The project marks a distinct shift in typology: California public schools have primarily been ‘one-off’ designs devoid of urban context. This campus aggressively embraces both urban history and urban fabric. By responding to the grids and axes of the surrounding city – and of the hotel that was once seated in it – the school provides cinematic viewpoints, both outside-in and inside-out, that reward the school’s inhabitants with a sense of urban connection and continuity.

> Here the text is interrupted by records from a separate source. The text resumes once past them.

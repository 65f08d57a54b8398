//! Tree-walking interpreter.
//!
//! Every node is evaluated through one entry point, `eval`, which takes the
//! call stack, the closure, and an optional *context*: the value produced by
//! the node before it in a suffix chain. The context decides what a
//! parenthesis, bracket or member node means:
//!
//! | Node       | No context            | Function | Class       | Other value |
//! |------------|-----------------------|----------|-------------|-------------|
//! | `( ... )`  | grouping / tuple      | call     | instantiate | TypeError   |
//! | `[ ... ]`  | list literal          | index    | index       | index       |
//! | `.name`    | SyntaxError           | member   | member      | member      |
//!
//! Statements are nodes too; they evaluate to `None`.

mod builder;
mod call;
mod frame_guard;
mod statements;

use std::cell::RefCell;
use std::rc::Rc;
use std::str::FromStr;

use pith_ir::{Arg, BinaryOp, InstrKind, Instruction, Literal};

use crate::diagnostics::CallStack;
use crate::environment::Closure;
use crate::errors::{invalid_literal_key, invalid_syntax, not_callable, slice_index_not_integer};
use crate::operators::{evaluate_binary, evaluate_unary};
use crate::print_handler::SharedPrintHandler;
use crate::stack::ensure_sufficient_stack;
use crate::unwind::{ControlAction, Exception, ExecResult, RunError};
use crate::value::{ItemKey, MapKey, MappingValue, SequenceMethod, SliceBounds, Value};

pub use builder::InterpreterBuilder;

/// Call depth limit applied unless the builder overrides it.
pub const DEFAULT_MAX_CALL_DEPTH: usize = 1000;

/// The execution engine.
///
/// An interpreter holds configuration and the stack of exceptions currently
/// being handled (for bare `raise`). Program state lives in the `Closure`
/// and `CallStack` handed to `run`, so one interpreter can run many units.
pub struct Interpreter {
    print_handler: SharedPrintHandler,
    max_call_depth: Option<usize>,
    file_name: Rc<str>,
    handling: RefCell<Vec<Box<Exception>>>,
}

impl Default for Interpreter {
    fn default() -> Self {
        InterpreterBuilder::new().build()
    }
}

impl Interpreter {
    pub fn new() -> Self {
        Self::default()
    }

    pub fn print_handler(&self) -> &SharedPrintHandler {
        &self.print_handler
    }

    pub fn max_call_depth(&self) -> Option<usize> {
        self.max_call_depth
    }

    /// A call stack rooted at the configured file name.
    pub fn new_call_stack(&self) -> CallStack {
        CallStack::new(&self.file_name)
    }

    /// Execute a compilation unit against `closure`.
    ///
    /// Bindings made by the unit stay in `closure` for the host to read.
    /// An unwind that escapes the unit is fatal and returned as `RunError`.
    #[tracing::instrument(level = "debug", skip_all, fields(statements = instructions.len()))]
    pub fn run(
        &self,
        instructions: &[Instruction],
        call_stack: &mut CallStack,
        closure: &Closure,
    ) -> Result<(), RunError> {
        self.exec_block(instructions, call_stack, closure)
            .map_err(|action| {
                let err = RunError::from(action);
                tracing::debug!(error = %err, "unwind reached the program boundary");
                err
            })
    }

    /// Execute statements in order, stopping at the first unwind.
    pub(crate) fn exec_block(
        &self,
        body: &[Instruction],
        call_stack: &mut CallStack,
        closure: &Closure,
    ) -> ExecResult<()> {
        for stmt in body {
            self.exec_statement(stmt, call_stack, closure)?;
        }
        Ok(())
    }

    /// Execute one statement, recording its position on the top frame.
    ///
    /// A raise that leaves the statement without a trace gets one here, while
    /// the frames it passed through are still on the stack.
    fn exec_statement(
        &self,
        stmt: &Instruction,
        call_stack: &mut CallStack,
        closure: &Closure,
    ) -> ExecResult<()> {
        if !stmt.location.is_dummy() {
            call_stack.set_location(stmt.location.line, Rc::clone(&stmt.source));
        }
        match ensure_sufficient_stack(|| self.eval(stmt, call_stack, closure, None)) {
            Ok(_) => Ok(()),
            Err(ControlAction::Raise(mut exception)) => {
                if exception.backtrace().is_none() {
                    exception.set_backtrace(call_stack.snapshot());
                }
                Err(ControlAction::Raise(exception))
            }
            Err(other) => Err(other),
        }
    }

    /// Evaluate a node and its whole suffix chain.
    pub fn eval(
        &self,
        instr: &Instruction,
        call_stack: &mut CallStack,
        closure: &Closure,
        context: Option<Value>,
    ) -> ExecResult {
        let mut value = self.eval_node(instr, call_stack, closure, context)?;
        let mut next = instr.next.as_deref();
        while let Some(node) = next {
            value = self.eval_node(node, call_stack, closure, Some(value))?;
            next = node.next.as_deref();
        }
        Ok(value)
    }

    /// Evaluate a single node, ignoring its `next` link.
    fn eval_node(
        &self,
        node: &Instruction,
        call_stack: &mut CallStack,
        closure: &Closure,
        context: Option<Value>,
    ) -> ExecResult {
        match &node.kind {
            InstrKind::Literal(literal) => Ok(literal_value(literal)),
            InstrKind::Name(name) => Ok(closure.get_variable(name)?),
            InstrKind::Member(name) => match context {
                Some(target) => Ok(target.get_member(name)?),
                None => Err(invalid_syntax("attribute access without a target").into()),
            },
            InstrKind::Parens { items, tuple } => match context {
                None => self.eval_group(items, *tuple, call_stack, closure),
                Some(Value::Function(func)) => {
                    self.call_function(&func, items, node, call_stack, closure)
                }
                Some(Value::Class(class)) => self
                    .construct(&class, items, node, call_stack, closure)
                    .map(Value::Object),
                Some(other) => Err(not_callable(&other.type_name()).into()),
            },
            InstrKind::Brackets(items) => match context {
                None => {
                    let mut values = Vec::with_capacity(items.len());
                    for item in items {
                        values.push(self.eval(item, call_stack, closure, None)?);
                    }
                    Ok(Value::list(values))
                }
                Some(target) => self.eval_index(&target, items, call_stack, closure),
            },
            InstrKind::Slice { .. } => Err(invalid_syntax("slice outside of an index").into()),
            InstrKind::Braces(pairs) => self.eval_mapping(pairs, call_stack, closure),
            InstrKind::Unary { op, operand } => {
                let value = self.eval(operand, call_stack, closure, None)?;
                Ok(evaluate_unary(*op, &value)?)
            }
            InstrKind::Binary { op, lhs, rhs } => {
                self.eval_binary(*op, lhs, rhs, call_stack, closure)
            }

            // Statements
            InstrKind::Assign { target, value } => {
                let value = self.eval(value, call_stack, closure, None)?;
                self.assign_to(target, value, call_stack, closure)?;
                Ok(Value::None)
            }
            InstrKind::AugAssign { target, op, value } => {
                self.exec_aug_assign(target, *op, value, call_stack, closure)?;
                Ok(Value::None)
            }
            InstrKind::If { test, body, orelse } => {
                self.exec_if(test, body, orelse, call_stack, closure)?;
                Ok(Value::None)
            }
            InstrKind::While { test, body, orelse } => {
                self.exec_while(test, body, orelse, call_stack, closure)?;
                Ok(Value::None)
            }
            InstrKind::For {
                target,
                iter,
                body,
                orelse,
            } => {
                self.exec_for(target, iter, body, orelse, call_stack, closure)?;
                Ok(Value::None)
            }
            InstrKind::FunctionDef(def) => {
                self.exec_function_def(def, call_stack, closure)?;
                Ok(Value::None)
            }
            InstrKind::ClassDef(def) => {
                self.exec_class_def(def, call_stack, closure)?;
                Ok(Value::None)
            }
            InstrKind::Return(value) => {
                let value = match value {
                    Some(expr) => self.eval(expr, call_stack, closure, None)?,
                    None => Value::None,
                };
                Err(ControlAction::Return(value))
            }
            InstrKind::Break => Err(ControlAction::Break),
            InstrKind::Continue => Err(ControlAction::Continue),
            InstrKind::Pass => Ok(Value::None),
            InstrKind::Raise(value) => {
                Err(self.exec_raise(value.as_deref(), node, call_stack, closure))
            }
            InstrKind::Try(block) => {
                self.exec_try(block, call_stack, closure)?;
                Ok(Value::None)
            }
        }
    }

    /// `( ... )` with no preceding value.
    fn eval_group(
        &self,
        items: &[Arg],
        tuple: bool,
        call_stack: &mut CallStack,
        closure: &Closure,
    ) -> ExecResult {
        let mut values = Vec::with_capacity(items.len());
        for item in items {
            match item {
                Arg::Positional(expr) => values.push(self.eval(expr, call_stack, closure, None)?),
                Arg::Keyword(..) => {
                    return Err(invalid_syntax("keyword argument outside of a call").into())
                }
            }
        }
        if values.len() == 1 && !tuple {
            return Ok(values.swap_remove(0));
        }
        Ok(Value::tuple(values))
    }

    /// `target[ ... ]`
    fn eval_index(
        &self,
        target: &Value,
        items: &[Instruction],
        call_stack: &mut CallStack,
        closure: &Closure,
    ) -> ExecResult {
        // seq["append"] names the method rather than indexing.
        if let (Value::Sequence(_), [only]) = (target, items) {
            if let Some(name) = only.as_str_literal() {
                if SequenceMethod::from_str(name).is_ok() {
                    return Ok(target.get_member(name)?);
                }
            }
        }
        let key = self.eval_key(items, call_stack, closure)?;
        Ok(target.get_item(&key)?)
    }

    /// Evaluate the contents of an index suffix.
    fn eval_key(
        &self,
        items: &[Instruction],
        call_stack: &mut CallStack,
        closure: &Closure,
    ) -> ExecResult<ItemKey> {
        match items {
            [] => Err(invalid_syntax("empty index").into()),
            [only] => match &only.kind {
                InstrKind::Slice { lower, upper, step } if only.next.is_none() => {
                    let mut bound = |expr: &Option<Box<Instruction>>| -> ExecResult<Option<i64>> {
                        let Some(expr) = expr else { return Ok(None) };
                        match self.eval(expr, call_stack, closure, None)? {
                            Value::None => Ok(None),
                            value => value
                                .as_index()
                                .map(Some)
                                .ok_or_else(|| slice_index_not_integer().into()),
                        }
                    };
                    Ok(ItemKey::Slice(SliceBounds {
                        start: bound(lower)?,
                        stop: bound(upper)?,
                        step: bound(step)?,
                    }))
                }
                _ => Ok(ItemKey::Value(self.eval(only, call_stack, closure, None)?)),
            },
            many => {
                let mut values = Vec::with_capacity(many.len());
                for item in many {
                    values.push(self.eval(item, call_stack, closure, None)?);
                }
                Ok(ItemKey::Value(Value::tuple(values)))
            }
        }
    }

    /// `{ key: value, ... }`. Each value is evaluated before its key.
    fn eval_mapping(
        &self,
        pairs: &[(Instruction, Instruction)],
        call_stack: &mut CallStack,
        closure: &Closure,
    ) -> ExecResult {
        let mapping = MappingValue::new();
        for (key_expr, value_expr) in pairs {
            let value = self.eval(value_expr, call_stack, closure, None)?;
            let key = self.eval(key_expr, call_stack, closure, None)?;
            match key {
                Value::Number(_) | Value::Str(_) => mapping.insert(MapKey::from_value(&key)?, value),
                other => return Err(invalid_literal_key(&other.type_name()).into()),
            }
        }
        Ok(Value::Mapping(mapping))
    }

    fn eval_binary(
        &self,
        op: BinaryOp,
        lhs: &Instruction,
        rhs: &Instruction,
        call_stack: &mut CallStack,
        closure: &Closure,
    ) -> ExecResult {
        let left = self.eval(lhs, call_stack, closure, None)?;
        match op {
            BinaryOp::And if !left.is_truthy() => Ok(left),
            BinaryOp::Or if left.is_truthy() => Ok(left),
            BinaryOp::And | BinaryOp::Or => self.eval(rhs, call_stack, closure, None),
            _ => {
                let right = self.eval(rhs, call_stack, closure, None)?;
                Ok(evaluate_binary(op, &left, &right)?)
            }
        }
    }
}

fn literal_value(literal: &Literal) -> Value {
    match literal {
        Literal::Number(n) => Value::Number(*n),
        Literal::Str(s) => Value::Str(Rc::clone(s)),
        Literal::Bool(b) => Value::Bool(*b),
        Literal::None => Value::None,
    }
}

The principal challenge of this project was to synthesize the aspirations of a vast range of stakeholders while still forging a work that retains coherence and integrity. The establishment of broad initial principles and values among the client-planning team – related to urbanism, joint use, urgency of school seats, and the pedagogical combination of both campus integration and campus decentralization – provided a framework around which project leadership could cohere and make sound decisions in the face of single-interest advocacies.
A second – physical - challenge was to overcome the divorce of the site’s original grading from the city street system, and to literally - re-ground the site’s perimeter. Bringing the southerly portion of the site (the K-5 Pilot Schools) down 30’ to the level of 8th Street required a substantial investment in re-grading. Through design, the resultant grade differences within the site became opportunities through which to introduce barrier-less and subtle separations between pilot schools– specifically a series of grand terraces descending from the main quad to the K-5 play area and its multi-purpose performance proscenium.
Similarly, bringing the westerly K-12 schools down to 7th Street, allowed both a reintegration with street life and a deferential stepping down of massing from the site’s high, center-point.
A third challenge, in collaboration with LAUSD’s project managers, was to move the District towards new models of sustainable architecture, including: super high-density site utilization; indoor-outdoor program and spaces; under-floor and displacement ventilation for more healthy air delivery; a central mechanical plant; single-ply high albedo roofing; triple-glazing at exposed street conditions; and rapidly renewable/cork, rubber, and linoleum flooring.
The RFK Community Schools marks the most comprehensive public art program in LAUSD’s history, with installation fully integrated into the history, purpose, and architecture of the site.